I've been solving problems from my Galois Theory course, and I got the idea to solve this one but I'm unable to prove some details. The problem goes like this:
Being $L/K$ a Galois extension, and being $M_1/K$ and $M_2/K$ Galois
subextensions. Prove that, if $M_3$ is the smallest subfield of $L$
which contains $M_1$ and $M_2$, then $\operatorname{Gal}(M_3/M_1)\cong
\operatorname{Gal}(M_2/(M_1\cap M_2))$.
After thinking about it and drawing the corresponding Hasse diagram, I concluded the isomorphism between those Galois groups is
$$\varphi:\operatorname{Gal}(M_3/M_1)\longrightarrow \operatorname{}Gal(M_2/(M_1\cap M_2))$$
$$ \sigma\in \operatorname{Gal}(M_3/M_1) \implies \varphi(\sigma)=\sigma|_{M_2} $$
Now I need to prove it's an isomorphism, so I need to prove it's well defined, it's a homomorphism and it's a bijection.

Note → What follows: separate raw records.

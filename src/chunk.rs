/// Default chunk size, in characters
pub const MAX_CHUNK_SIZE: usize = 30_000;

/// How far back from a cut point to look for a sentence end
pub const SEARCH_WINDOW: usize = 200;

const SENTENCE_ENDS: [char; 6] = ['。', '.', '！', '？', '!', '?'];

fn is_sentence_end(c: char) -> bool {
    SENTENCE_ENDS.contains(&c)
}

/// Split text into trimmed chunks of at most `max_size` characters, cutting
/// after the nearest sentence end within the search window when there is one.
pub fn split_into_chunks(text: &str, max_size: usize) -> Vec<String> {
    let max_size = max_size.max(1);
    let chars: Vec<char> = text.chars().collect();

    if chars.len() <= max_size {
        return push_trimmed(Vec::new(), text);
    }

    let mut chunks = Vec::new();
    let mut start = 0;

    while start < chars.len() {
        let mut end = (start + max_size).min(chars.len());

        if end < chars.len() {
            let search_start = end.saturating_sub(SEARCH_WINDOW).max(start);
            if let Some(pos) = (search_start..end)
                .rev()
                .find(|&i| is_sentence_end(chars[i]))
                .filter(|&pos| pos > start)
            {
                end = pos + 1;
            }
        }

        let chunk: String = chars[start..end].iter().collect();
        chunks = push_trimmed(chunks, &chunk);
        start = end;
    }

    chunks
}

fn push_trimmed(mut chunks: Vec<String>, chunk: &str) -> Vec<String> {
    let chunk = chunk.trim();
    if !chunk.is_empty() {
        chunks.push(chunk.to_string());
    }
    chunks
}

My problem is that I'm unable to prove some of these. Here's what I already did:
- Well defined: Being $\sigma\in Gal(M_3/M_1)$, it was easy to prove that $\sigma|_{M_2}(\lambda)=\lambda$, $\forall\lambda\in (M_1\cap M_2)$. However, I don't really know how to prove $\sigma|_{M_2}$ is an automorphism in $M_2$ (this may be trivial, but I'm not sure how to prove it).

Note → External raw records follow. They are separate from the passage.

use std::path::PathBuf;

use eyre::{Result, bail};
use log::debug;
use serde::{Deserialize, Serialize};

use crate::chunk::MAX_CHUNK_SIZE;
use crate::summarize::{DEFAULT_API_BASE, DEFAULT_MODEL};

pub const API_KEY_ENV: &str = "GOOGLE_API_KEY";
pub const DEFAULT_LANGUAGE: &str = "zh-TW";

#[derive(Debug, Default, Deserialize, Serialize)]
#[serde(default)]
pub struct Config {
    pub language: Option<String>,
    pub model: Option<String>,
    pub output_dir: Option<PathBuf>,
    pub api_base: Option<String>,
    pub max_chunk_size: Option<usize>,
    /// Keep retrying when captions are reported disabled or unavailable
    pub retry_permanent_failures: Option<bool>,
}

impl Config {
    /// Load config from ~/.config/ytsum/config.toml if it exists
    pub fn load() -> Result<Self> {
        let path = config_path();
        if path.exists() {
            debug!("Loading config from {}", path.display());
            let content = std::fs::read_to_string(&path)?;
            let config: Config = toml::from_str(&content)?;
            Ok(config)
        } else {
            debug!("No config file found at {}", path.display());
            Ok(Config::default())
        }
    }
}

pub fn config_path() -> PathBuf {
    dirs::config_dir()
        .unwrap_or_else(|| PathBuf::from(".config"))
        .join("ytsum")
        .join("config.toml")
}

/// Effective settings after CLI flags, config file and defaults are merged
#[derive(Debug, Clone, PartialEq)]
pub struct Settings {
    pub language: String,
    pub model: String,
    pub output_dir: PathBuf,
    pub api_base: String,
    pub max_chunk_size: usize,
    pub retry_permanent_failures: bool,
}

impl Settings {
    pub fn resolve(cli: &crate::cli::Cli, config: Config) -> Self {
        Self {
            language: cli
                .language
                .clone()
                .or(config.language)
                .unwrap_or_else(|| DEFAULT_LANGUAGE.to_string()),
            model: cli
                .model
                .clone()
                .or(config.model)
                .unwrap_or_else(|| DEFAULT_MODEL.to_string()),
            output_dir: cli
                .output_dir
                .clone()
                .or(config.output_dir)
                .unwrap_or_else(|| PathBuf::from(".")),
            api_base: config.api_base.unwrap_or_else(|| DEFAULT_API_BASE.to_string()),
            max_chunk_size: config.max_chunk_size.unwrap_or(MAX_CHUNK_SIZE),
            retry_permanent_failures: config.retry_permanent_failures.unwrap_or(false),
        }
    }
}

/// Read the Gemini API key from the environment
pub fn api_key() -> Result<String> {
    require_api_key(std::env::var(API_KEY_ENV).ok())
}

fn require_api_key(value: Option<String>) -> Result<String> {
    match value.map(|v| v.trim().to_string()) {
        Some(key) if !key.is_empty() => Ok(key),
        _ => bail!("請設定環境變數 {API_KEY_ENV}"),
    }
}

#[cfg(test)]
mod tests {
    use super::*;
    use crate::cli::Cli;
    use clap::Parser;

    #[test]
    fn test_parse_config() {
        let toml_str = r#"
language = "en"
model = "gemini-2.5-flash"
output_dir = "/tmp/summaries"
api_base = "https://proxy.example.com"
max_chunk_size = 12000
retry_permanent_failures = true
"#;
        let config: Config = toml::from_str(toml_str).unwrap();
        assert_eq!(config.language.as_deref(), Some("en"));
        assert_eq!(config.model.as_deref(), Some("gemini-2.5-flash"));
        assert_eq!(config.output_dir, Some(PathBuf::from("/tmp/summaries")));
        assert_eq!(config.api_base.as_deref(), Some("https://proxy.example.com"));
        assert_eq!(config.max_chunk_size, Some(12000));
        assert_eq!(config.retry_permanent_failures, Some(true));
    }

    #[test]
    fn test_parse_empty_config() {
        let config: Config = toml::from_str("").unwrap();
        assert!(config.language.is_none());
        assert!(config.model.is_none());
    }

    #[test]
    fn test_parse_partial_config() {
        let config: Config = toml::from_str(r#"language = "ja""#).unwrap();
        assert_eq!(config.language.as_deref(), Some("ja"));
        assert!(config.output_dir.is_none());
    }

    #[test]
    fn test_settings_defaults() {
        let cli = Cli::parse_from(["ytsum", "dQw4w9WgXcQ"]);
        let settings = Settings::resolve(&cli, Config::default());
        assert_eq!(settings.language, "zh-TW");
        assert_eq!(settings.model, "gemini-2.0-flash");
        assert_eq!(settings.output_dir, PathBuf::from("."));
        assert_eq!(settings.api_base, DEFAULT_API_BASE);
        assert_eq!(settings.max_chunk_size, 30_000);
        assert!(!settings.retry_permanent_failures);
    }

    #[test]
    fn test_settings_cli_overrides_config() {
        let cli = Cli::parse_from(["ytsum", "dQw4w9WgXcQ", "--language", "en"]);
        let config = Config {
            language: Some("ja".to_string()),
            model: Some("gemini-2.5-pro".to_string()),
            retry_permanent_failures: Some(true),
            ..Config::default()
        };
        let settings = Settings::resolve(&cli, config);
        assert_eq!(settings.language, "en");
        assert_eq!(settings.model, "gemini-2.5-pro");
        assert!(settings.retry_permanent_failures);
    }

    #[test]
    fn test_require_api_key() {
        assert!(require_api_key(None).is_err());
        assert!(require_api_key(Some("  ".to_string())).is_err());
        assert_eq!(require_api_key(Some("abc".to_string())).unwrap(), "abc");
        let msg = require_api_key(None).unwrap_err().to_string();
        assert!(msg.contains("GOOGLE_API_KEY"));
    }
}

- Homomorphism: this one was obvious I think, because it's trivial that, being $\sigma,\tau\in \operatorname{Gal}(M_3/M_1)$, then $$\sigma \circ\tau|_{M_2} = \sigma|_{M_2}\circ\tau|_{M_2}.$$
- Bijection: I thought the easiest way to prove this last one was first proving it's injective and then prove $|\operatorname{Gal}(M_3/M_1)|=|\operatorname{Gal}(M_2/(M_1\cap M_2))|$ (I assumed I would be able to prove it by degree transitivity but now I'm not sure if I can do it with just the hypothesis that $M_3$ is the smallest field that contains $M_1$ and $M_2$). However, I couldn't prove any of these statements (maybe surjectivity is easier to prove than $|\operatorname{Gal}(M_3/M_1)|=|\operatorname{Gal}(M_2/(M_1\cap M_2))|$, I don't know).

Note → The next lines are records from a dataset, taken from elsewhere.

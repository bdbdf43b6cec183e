use std::io::Write;
use std::path::{Path, PathBuf};
use std::sync::LazyLock;

use chrono::{DateTime, Local};
use eyre::{Result, WrapErr};
use log::debug;
use regex::Regex;

use crate::Variant;

const MAX_FILENAME_CHARS: usize = 100;
const SEPARATOR_WIDTH: usize = 80;
const UTF8_BOM: &[u8] = b"\xEF\xBB\xBF";

static RESERVED: LazyLock<Regex> = LazyLock::new(|| Regex::new(r#"[<>:"/\\|?*]"#).expect("valid regex"));
static WHITESPACE: LazyLock<Regex> = LazyLock::new(|| Regex::new(r"\s+").expect("valid regex"));

/// Everything that goes into a saved summary file
#[derive(Debug, Clone)]
pub struct Report {
    pub video_id: String,
    pub title: Option<String>,
    pub model_name: String,
    pub variant: Variant,
    pub generated_at: DateTime<Local>,
    pub body: String,
}

/// Make a title safe to use as a file name
pub fn sanitize_filename(title: &str) -> String {
    let replaced = RESERVED.replace_all(title, "_");
    let collapsed = WHITESPACE.replace_all(&replaced, " ");
    let truncated: String = collapsed.trim().chars().take(MAX_FILENAME_CHARS).collect();
    truncated.trim_end().to_string()
}

/// File name for a report, from the title when there is a usable one
pub fn output_filename(video_id: &str, title: Option<&str>, variant: Variant) -> String {
    let safe_title = title.map(sanitize_filename).filter(|t| !t.is_empty());
    match (safe_title, variant) {
        (Some(t), Variant::Transcript) => format!("{t}.txt"),
        (Some(t), Variant::MetadataOnly) => format!("{t}_無字幕版.txt"),
        (None, Variant::Transcript) => format!("summary_{video_id}_google.txt"),
        (None, Variant::MetadataOnly) => format!("summary_{video_id}_google_no_subtitle.txt"),
    }
}

/// Header block followed by the summary body
pub fn render_report(report: &Report) -> String {
    let heading = match report.variant {
        Variant::Transcript => "YouTube 影片摘要 (Google API)",
        Variant::MetadataOnly => "YouTube 影片摘要 (Google API 無字幕版)",
    };
    let title = report
        .title
        .clone()
        .unwrap_or_else(|| format!("Video {}", report.video_id));

    let mut out = String::new();
    out.push_str(&format!("{heading}\n"));
    out.push_str(&format!("影片標題：{title}\n"));
    out.push_str(&format!("影片 ID：{}\n", report.video_id));
    out.push_str(&format!("生成時間：{}\n", report.generated_at.format("%Y-%m-%d %H:%M:%S")));
    out.push_str(&format!("使用模型：{}\n", report.model_name));
    if report.variant == Variant::MetadataOnly {
        out.push_str("摘要類型：無字幕分析\n");
    }
    out.push('\n');
    out.push_str(&"=".repeat(SEPARATOR_WIDTH));
    out.push_str("\n\n");
    out.push_str(&report.body);
    out
}

/// Write the report as BOM-prefixed UTF-8 into `dir`
pub fn save_report(dir: &Path, report: &Report) -> Result<PathBuf> {
    let filename = output_filename(&report.video_id, report.title.as_deref(), report.variant);
    let path = dir.join(filename);
    write_with_bom(&path, &render_report(report)).wrap_err("無法儲存摘要檔案")?;
    debug!("Report written to {}", path.display());
    Ok(path)
}

fn write_with_bom(path: &Path, text: &str) -> std::io::Result<()> {
    let mut file = std::fs::File::create(path)?;
    file.write_all(UTF8_BOM)?;
    file.write_all(text.as_bytes())?;
    file.flush()
}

How can I finish this exercise? Is what I already did correct? Any help or hint will be appreciated, thanks in advance.
Best Answer
This follows directly form your recent post since $M_3=M_1M_2\subseteq L$ (assuming that all extensions are finite; but as you are talking about the order of the groups I think you have this case in mind too).
What you did reiterates the proof of the theorem I linked and is correct so far. The only difficult part left is surjectivity. If this part is not clear to you I can try to formulate it explictly.